“…Macondo was the result of human failure, not the failure of technology.”
Recently queried Keith Rattie, chairman, president and chief executive of integrated U.S. gas company Questar Corp., on what the environmental implications would be of a subsea gas-well blowout in the Gulf of Mexico, compared with a subsea oil-well blowout, and whether the Gulf oil leak bodes well for new or renewed Washington interest in greater use of U.S. natural gas as a transportation fuel and in electric-power generation.
Rattie wrote from the road, while providing details to the investment community on the roll-out of Questar’s E&P business, QEP Resources Inc., that will begin trading on July 1 (NYSE: QEP).
Rattie says, “Deepwater drilling—irrespective of whether the target is oil or natural gas—poses little risk to the environment, provided that operators adhere to good safety practice in both well design and drilling and completion operations. In this case, BP, in an effort to limit its liability for the Macondo disaster, has left the public with the impression that the industry's practices were lacking and need changes.
“But Macondo was the result of human failure, not the failure of technology. BP personnel on the rig, for whatever reason, failed to heed clear indications that they had a bad cement job and thus dangerous levels of gas in the well bore.”
Questar is among founding companies of America’s Natural Gas Alliance, a consortium of U.S. gas producers that communicates natural gas facts to law- and policy-makers and to voters.
“I do believe that development of onshore gas resources will benefit from the Macondo disaster. The industry has gotten its act together on communicating the message of the U.S.’ abundance of natural gas, and we see signs of sustainable gas-market demand growth for the first time in nearly a decade. That said, many uninformed members of Congress conflate offshore oil-spill risk with a risk of groundwater contamination from fracture stimulation (of gas wells).
“Natural gas prices have strengthened of late, in part perhaps because the Obama offshore drilling moratorium not only destroys jobs in the offshore drilling industry, it reduces natural gas supply from the deepwater Gulf, the source of roughly 4 billion cubic feet per day of U.S. gas supply—all of which is still flowing; the market-price impact is partly psychological and partly due to an expectation that gas supply will be negatively affected by hurricane events this summer.
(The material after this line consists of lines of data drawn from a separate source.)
//! Note and score data model
//!
//! Notes are produced once by score ingestion and are immutable for the
//! engine's lifetime. Within a part, notes are totally ordered by offset
//! (equivalently by (measure, beat)); `Score::validate` enforces this.

use serde::{Deserialize, Serialize};

use crate::error::{Error, Result};

/// Gap threshold in quarter-note units. A following note starting later than
/// the previous note's sounding end by more than this is separated by a rest.
pub(crate) const GAP_EPSILON: f64 = 1e-6;

/// Duration class of a note (ties folded into the class by ingestion)
#[derive(Debug, Clone, Copy, PartialEq, Eq, Hash, PartialOrd, Ord, Serialize, Deserialize)]
#[serde(rename_all = "lowercase")]
pub enum DurationClass {
    Sixteenth,
    Eighth,
    Quarter,
    Half,
    Whole,
}

impl DurationClass {
    /// Relative numeric duration (sixteenth = 1). Ratios matter for rhythm
    /// scoring, not absolute units.
    pub fn relative_units(&self) -> u32 {
        match self {
            DurationClass::Sixteenth => 1,
            DurationClass::Eighth => 2,
            DurationClass::Quarter => 4,
            DurationClass::Half => 8,
            DurationClass::Whole => 16,
        }
    }

    /// Sounding length in quarter-note units, used for rest-gap detection
    pub fn beats(&self) -> f64 {
        match self {
            DurationClass::Sixteenth => 0.25,
            DurationClass::Eighth => 0.5,
            DurationClass::Quarter => 1.0,
            DurationClass::Half => 2.0,
            DurationClass::Whole => 4.0,
        }
    }

    /// Convert to string representation
    pub fn as_str(&self) -> &'static str {
        match self {
            DurationClass::Sixteenth => "sixteenth",
            DurationClass::Eighth => "eighth",
            DurationClass::Quarter => "quarter",
            DurationClass::Half => "half",
            DurationClass::Whole => "whole",
        }
    }
}

/// A single sounding note within a part
#[derive(Debug, Clone, PartialEq, Serialize, Deserialize)]
pub struct Note {
    /// MIDI pitch number (middle C = 60)
    pub pitch: i32,

    /// Duration class token
    pub duration: DurationClass,

    /// Measure number where this note appears (1-based)
    pub measure: u32,

    /// Beat position within the measure (1-based)
    pub beat: f64,

    /// Offset in quarter-note units from the start of the piece
    pub offset: f64,
}

impl Note {
    /// Invariant check; returns the violation message, if any
    fn invariant_violation(&self) -> Option<String> {
        if self.measure == 0 {
            return Some(format!("note measure must be >= 1 (got {})", self.measure));
        }
        if !(self.beat >= 1.0) {
            return Some(format!("note beat must be >= 1.0 (got {})", self.beat));
        }
        if !(self.offset >= 0.0) {
            return Some(format!("note offset must be >= 0.0 (got {})", self.offset));
        }
        None
    }

    /// Offset at which this note stops sounding
    pub(crate) fn sounding_end(&self) -> f64 {
        self.offset + self.duration.beats()
    }
}

/// A named part with its notes in chronological order
#[derive(Debug, Clone, PartialEq, Serialize, Deserialize)]
pub struct Part {
    /// Part/instrument name (e.g. "Violin I")
    pub name: String,

    /// Notes in chronological order
    pub notes: Vec<Note>,
}

/// Free-text score metadata, opaque to the engine
#[derive(Debug, Clone, Default, PartialEq, Serialize, Deserialize)]
pub struct ScoreMeta {
    /// Work title
    #[serde(default, skip_serializing_if = "Option::is_none")]
    pub work: Option<String>,

    /// Composer name
    #[serde(default, skip_serializing_if = "Option::is_none")]
    pub composer: Option<String>,

    /// Arbitrary notes about the score
    #[serde(default, skip_serializing_if = "Option::is_none")]
    pub notes: Option<String>,
}

/// A well-formed score: ordered parts, each with its notes in order
#[derive(Debug, Clone, PartialEq, Serialize, Deserialize)]
pub struct Score {
    /// Score metadata (title, composer, free text)
    #[serde(default)]
    pub meta: ScoreMeta,

    /// Parts in score order
    pub parts: Vec<Part>,
}

impl Score {
    /// Check the data-model invariants ingestion is expected to guarantee
    ///
    /// # Errors
    /// Returns `Error::MalformedInput` if any note is out of range or any
    /// part's notes are not strictly ordered by offset.
    pub fn validate(&self) -> Result<()> {
        for part in &self.parts {
            for note in &part.notes {
                if let Some(violation) = note.invariant_violation() {
                    return Err(Error::MalformedInput(format!(
                        "part '{}': {}",
                        part.name, violation
                    )));
                }
            }
            for pair in part.notes.windows(2) {
                if pair[1].offset <= pair[0].offset {
                    return Err(Error::MalformedInput(format!(
                        "part '{}': notes must be strictly ordered by offset \
                         ({} then {})",
                        part.name, pair[0].offset, pair[1].offset
                    )));
                }
            }
        }
        Ok(())
    }

    /// Total number of notes across all parts
    pub fn total_notes(&self) -> usize {
        self.parts.iter().map(|p| p.notes.len()).sum()
    }
}
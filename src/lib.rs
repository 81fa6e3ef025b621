//! motifscan - motif detection and fuzzy matching for symbolic scores
//!
//! Identifies recurring short melodic/rhythmic patterns (motifs) in a
//! symbolic music score and locates approximate recurrences of those
//! patterns, producing a structured report of motifs and their instances
//! with confidence scores. Deterministic, rule-based pattern matching with
//! transparent scoring; no audio analysis and no learned inference.

pub mod config;
pub mod error;
pub mod models;
pub mod report;
pub mod services;

pub use crate::error::{Error, Result};
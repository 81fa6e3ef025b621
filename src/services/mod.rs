//! Analysis services
//!
//! Control flow: `score_loader` produces a Score, `pattern_extractor`
//! produces candidate windows per part, `motif_detector` clusters windows
//! into motifs, `fuzzy_matcher` re-scans the score per motif, and
//! `analysis_aggregator` merges everything into one validated report.

pub mod analysis_aggregator;
pub mod fuzzy_matcher;
pub mod motif_detector;
pub mod pattern_extractor;
pub mod score_loader;

pub use analysis_aggregator::{AnalysisAggregator, SOURCE_TAG};
pub use fuzzy_matcher::FuzzyMatcher;
pub use motif_detector::MotifDetector;
pub use pattern_extractor::PatternExtractor;
pub use score_loader::load_score;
“The offshore-drilling moratorium is profoundly wrong-headed on many fronts: It destroys jobs, harms the Gulf Coast economy, reduces federal tax and royalty receipts, increases dependence on foreign on imports and drives energy prices higher. It might make sense if blow-outs occurred every few years. But Macondo is unprecedented, and the U.S. has not had a major spill related to drilling since the 1969 spill offshore Santa Barbara (California).
“Macondo is, without question, the result of a confluence of human errors. It was very preventable. The questions those of us in leadership roles must ask in its wake are: Do our people know that we're serious about safety? Would one of our employees have ignored the warning signs that were flashing bright red in the hours before this disastrous explosion?
“We do not have all the facts yet, but the industry will—and the industry will—adopt whatever changes are necessary to ensure that this never happens again. In the end, the public's only real protection is industry self-regulation, not bureaucratic rules administered from Washington.”